Collected data
· · · ·
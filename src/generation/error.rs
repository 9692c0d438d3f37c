// Failure kinds surfaced to whoever triggered a generation

use thiserror::Error;

use crate::api::{is_auth_status, TransportError};

const LENGTH_SIGNALS: &[&str] = &["token", "长度", "length", "too long", "maximum"];
const NETWORK_SIGNALS: &[&str] = &["network", "timeout", "连接", "connection"];
const AUTH_SIGNALS: &[&str] = &["api key", "apikey", "authentication", "认证", "unauthorized"];

#[derive(Debug, Clone, Error, PartialEq, Eq)]
pub enum GenerationError {
    #[error("API key not configured")]
    Configuration,
    #[error("content exceeds the model limit: {0}")]
    ContentTooLarge(String),
    #[error("network error: {0}")]
    Network(String),
    #[error("authentication failed: {0}")]
    Authentication(String),
    #[error("generation cancelled")]
    Cancelled,
    #[error("generation failed: {0}")]
    Unknown(String),
}

impl GenerationError {
    pub const fn is_cancelled(&self) -> bool {
        matches!(self, Self::Cancelled)
    }

    /// Inline banner text, or `None` for cancellation which is never shown.
    pub const fn user_message(&self) -> Option<&'static str> {
        match self {
            Self::Configuration => Some("发送失败"),
            Self::ContentTooLarge(_) => {
                Some("内容长度超出模型限制，请尝试减少输入内容或切换到支持更长文本的模型")
            }
            Self::Network(_) => Some("网络连接错误，请检查您的网络连接并重试"),
            Self::Authentication(_) => Some("API认证失败，请检查您的API密钥是否正确或有效"),
            Self::Cancelled => None,
            Self::Unknown(_) => Some("生成内容失败，请稍后重试"),
        }
    }

    pub fn from_transport(error: &TransportError) -> Self {
        match error {
            TransportError::Connection(message) => Self::Network(message.clone()),
            TransportError::Status { status, .. } if is_auth_status(*status) => {
                Self::Authentication(error.to_string())
            }
            TransportError::Upstream { code: Some(code), .. } if is_auth_status(*code) => {
                Self::Authentication(error.to_string())
            }
            _ => Self::from_message(&error.to_string()),
        }
    }

    /// Classify a failure by the signals in its text.
    pub fn from_message(message: &str) -> Self {
        let lowered = message.to_lowercase();
        let mentions = |signals: &[&str]| signals.iter().any(|s| lowered.contains(*s));

        if mentions(LENGTH_SIGNALS) {
            Self::ContentTooLarge(message.to_string())
        } else if mentions(NETWORK_SIGNALS) {
            Self::Network(message.to_string())
        } else if mentions(AUTH_SIGNALS) {
            Self::Authentication(message.to_string())
        } else {
            Self::Unknown(message.to_string())
        }
    }
}
// Lifecycle of a single generation request

use std::sync::{Mutex, PoisonError};
use tokio_util::sync::CancellationToken;
use uuid::Uuid;

#[derive(Debug, Clone, Copy, PartialEq, Eq)]
pub enum SessionState {
    Idle,
    Requesting,
    Streaming,
    Completed,
    Cancelled,
    Failed,
}

impl SessionState {
    pub const fn is_terminal(self) -> bool {
        matches!(self, Self::Completed | Self::Cancelled | Self::Failed)
    }
}

/// One generation attempt. Sessions start `Idle`, are driven once, and end in
/// a terminal state; a fresh session is created for every request.
#[derive(Debug)]
pub struct GenerationSession {
    id: Uuid,
    token: CancellationToken,
    state: Mutex<SessionState>,
}

impl GenerationSession {
    pub fn new() -> Self {
        Self {
            id: Uuid::new_v4(),
            token: CancellationToken::new(),
            state: Mutex::new(SessionState::Idle),
        }
    }

    pub const fn id(&self) -> Uuid {
        self.id
    }

    pub const fn token(&self) -> &CancellationToken {
        &self.token
    }

    pub fn state(&self) -> SessionState {
        *self.state.lock().unwrap_or_else(PoisonError::into_inner)
    }

    pub fn is_cancelled(&self) -> bool {
        self.token.is_cancelled()
    }

    pub fn is_finished(&self) -> bool {
        self.state().is_terminal()
    }

    /// Signal cancellation. A session that already finished keeps its state.
    pub fn cancel(&self) {
        self.token.cancel();
        if self.transition(SessionState::Cancelled) {
            tracing::debug!(session = %self.id, "generation session cancelled");
        }
    }

    /// Move to `to` unless the session is already terminal. Returns whether it moved.
    pub(crate) fn transition(&self, to: SessionState) -> bool {
        let mut state = self.state.lock().unwrap_or_else(PoisonError::into_inner);
        if state.is_terminal() {
            return false;
        }
        *state = to;
        true
    }

    /// `Idle -> Requesting`; false if the session was already started or finished.
    pub(crate) fn start(&self) -> bool {
        let mut state = self.state.lock().unwrap_or_else(PoisonError::into_inner);
        if *state != SessionState::Idle {
            return false;
        }
        *state = SessionState::Requesting;
        true
    }
}

impl Default for GenerationSession {
    fn default() -> Self {
        Self::new()
    }
}
//! Core of the Zhixia writing assistant: manuscript chapter import, a local
//! store for works and prompts, and cancellable streaming generation against
//! an OpenRouter-compatible chat-completion API.

pub mod api;
pub mod app;
pub mod chapters;
pub mod config;
pub mod debounce;
pub mod events;
pub mod generation;
pub mod models;
pub mod session;
pub mod slots;
pub mod storage;

pub use chapters::{append_to_chapter, put_chapter, split_chapters, split_or_whole, Chapter, ChapterFormatter};
pub use generation::{GenerateOptions, GenerationError, Generator};
pub use session::{GenerationSession, SessionState};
· · · ·
### WORK ITEM
From the first line to the last, return the data exactly as written.

### ANSWER SPACE
filename src/generation/error.rs
repository 9692c0d438d3f37c
// Failure kinds surfaced to whoever triggered a generation

use thiserror::Error;

use crate::api::{is_auth_status, TransportError};

const LENGTH_SIGNALS: &[&str] = &["token", "长度", "length", "too long", "maximum"];
const NETWORK_SIGNALS: &[&str] = &["network", "timeout", "连接", "connection"];
const AUTH_SIGNALS: &[&str] = &["api key", "apikey", "authentication", "认证", "unauthorized"];

#[derive(Debug, Clone, Error, PartialEq, Eq)]
pub enum GenerationError {
    #[error("API key not configured")]
    Configuration,
    #[error("content exceeds the model limit: {0}")]
    ContentTooLarge(String),
    #[error("network error: {0}")]
    Network(String),
    #[error("authentication failed: {0}")]
    Authentication(String),
    #[error("generation cancelled")]
    Cancelled,
    #[error("generation failed: {0}")]
    Unknown(String),
}

impl GenerationError {
    pub const fn is_cancelled(&self) -> bool {
        matches!(self, Self::Cancelled)
    }

    /// Inline banner text, or `None` for cancellation which is never shown.
    pub const fn user_message(&self) -> Option<&'static str> {
        match self {
            Self::Configuration => Some("发送失败"),
            Self::ContentTooLarge(_) => {
                Some("内容长度超出模型限制，请尝试减少输入内容或切换到支持更长文本的模型")
            }
            Self::Network(_) => Some("网络连接错误，请检查您的网络连接并重试"),
            Self::Authentication(_) => Some("API认证失败，请检查您的API密钥是否正确或有效"),
            Self::Cancelled => None,
            Self::Unknown(_) => Some("生成内容失败，请稍后重试"),
        }
    }

    pub fn from_transport(error: &TransportError) -> Self {
        match error {
            TransportError::Connection(message) => Self::Network(message.clone()),
            TransportError::Status { status, .. } if is_auth_status(*status) => {
                Self::Authentication(error.to_string())
            }
            TransportError::Upstream { code: Some(code), .. } if is_auth_status(*code) => {
                Self::Authentication(error.to_string())
            }
            _ => Self::from_message(&error.to_string()),
        }
    }

    /// Classify a failure by the signals in its text.
    pub fn from_message(message: &str) -> Self {
        let lowered = message.to_lowercase();
        let mentions = |signals: &[&str]| signals.iter().any(|s| lowered.contains(*s));

        if mentions(LENGTH_SIGNALS) {
            Self::ContentTooLarge(message.to_string())
        } else if mentions(NETWORK_SIGNALS) {
            Self::Network(message.to_string())
        } else if mentions(AUTH_SIGNALS) {
            Self::Authentication(message.to_string())
        } else {
            Self::Unknown(message.to_string())
        }
    }
}
// Lifecycle of a single generation request

use std::sync::{Mutex, PoisonError};
use tokio_util::sync::CancellationToken;
use uuid::Uuid;

#[derive(Debug, Clone, Copy, PartialEq, Eq)]
pub enum SessionState {
    Idle,
    Requesting,
    Streaming,
    Completed,
    Cancelled,
    Failed,
}

impl SessionState {
    pub const fn is_terminal(self) -> bool {
        matches!(self, Self::Completed | Self::Cancelled | Self::Failed)
    }
}

/// One generation attempt. Sessions start `Idle`, are driven once, and end in
/// a terminal state; a fresh session is created for every request.
#[derive(Debug)]
pub struct GenerationSession {
    id: Uuid,
    token: CancellationToken,
    state: Mutex<SessionState>,
}

impl GenerationSession {
    pub fn new() -> Self {
        Self {
            id: Uuid::new_v4(),
            token: CancellationToken::new(),
            state: Mutex::new(SessionState::Idle),
        }
    }

    pub const fn id(&self) -> Uuid {
        self.id
    }

    pub const fn token(&self) -> &CancellationToken {
        &self.token
    }

    pub fn state(&self) -> SessionState {
        *self.state.lock().unwrap_or_else(PoisonError::into_inner)
    }

    pub fn is_cancelled(&self) -> bool {
        self.token.is_cancelled()
    }

    pub fn is_finished(&self) -> bool {
        self.state().is_terminal()
    }

    /// Signal cancellation. A session that already finished keeps its state.
    pub fn cancel(&self) {
        self.token.cancel();
        if self.transition(SessionState::Cancelled) {
            tracing::debug!(session = %self.id, "generation session cancelled");
        }
    }

    /// Move to `to` unless the session is already terminal. Returns whether it moved.
    pub(crate) fn transition(&self, to: SessionState) -> bool {
        let mut state = self.state.lock().unwrap_or_else(PoisonError::into_inner);
        if state.is_terminal() {
            return false;
        }
        *state = to;
        true
    }

    /// `Idle -> Requesting`; false if the session was already started or finished.
    pub(crate) fn start(&self) -> bool {
        let mut state = self.state.lock().unwrap_or_else(PoisonError::into_inner);
        if *state != SessionState::Idle {
            return false;
        }
        *state = SessionState::Requesting;
        true
    }
}

impl Default for GenerationSession {
    fn default() -> Self {
        Self::new()
    }
}
//! Core of the Zhixia writing assistant: manuscript chapter import, a local
//! store for works and prompts, and cancellable streaming generation against
//! an OpenRouter-compatible chat-completion API.

pub mod api;
pub mod app;
pub mod chapters;
pub mod config;
pub mod debounce;
pub mod events;
pub mod generation;
pub mod models;
pub mod session;
pub mod slots;
pub mod storage;

pub use chapters::{append_to_chapter, put_chapter, split_chapters, split_or_whole, Chapter, ChapterFormatter};
pub use generation::{GenerateOptions, GenerationError, Generator};
pub use session::{GenerationSession, SessionState};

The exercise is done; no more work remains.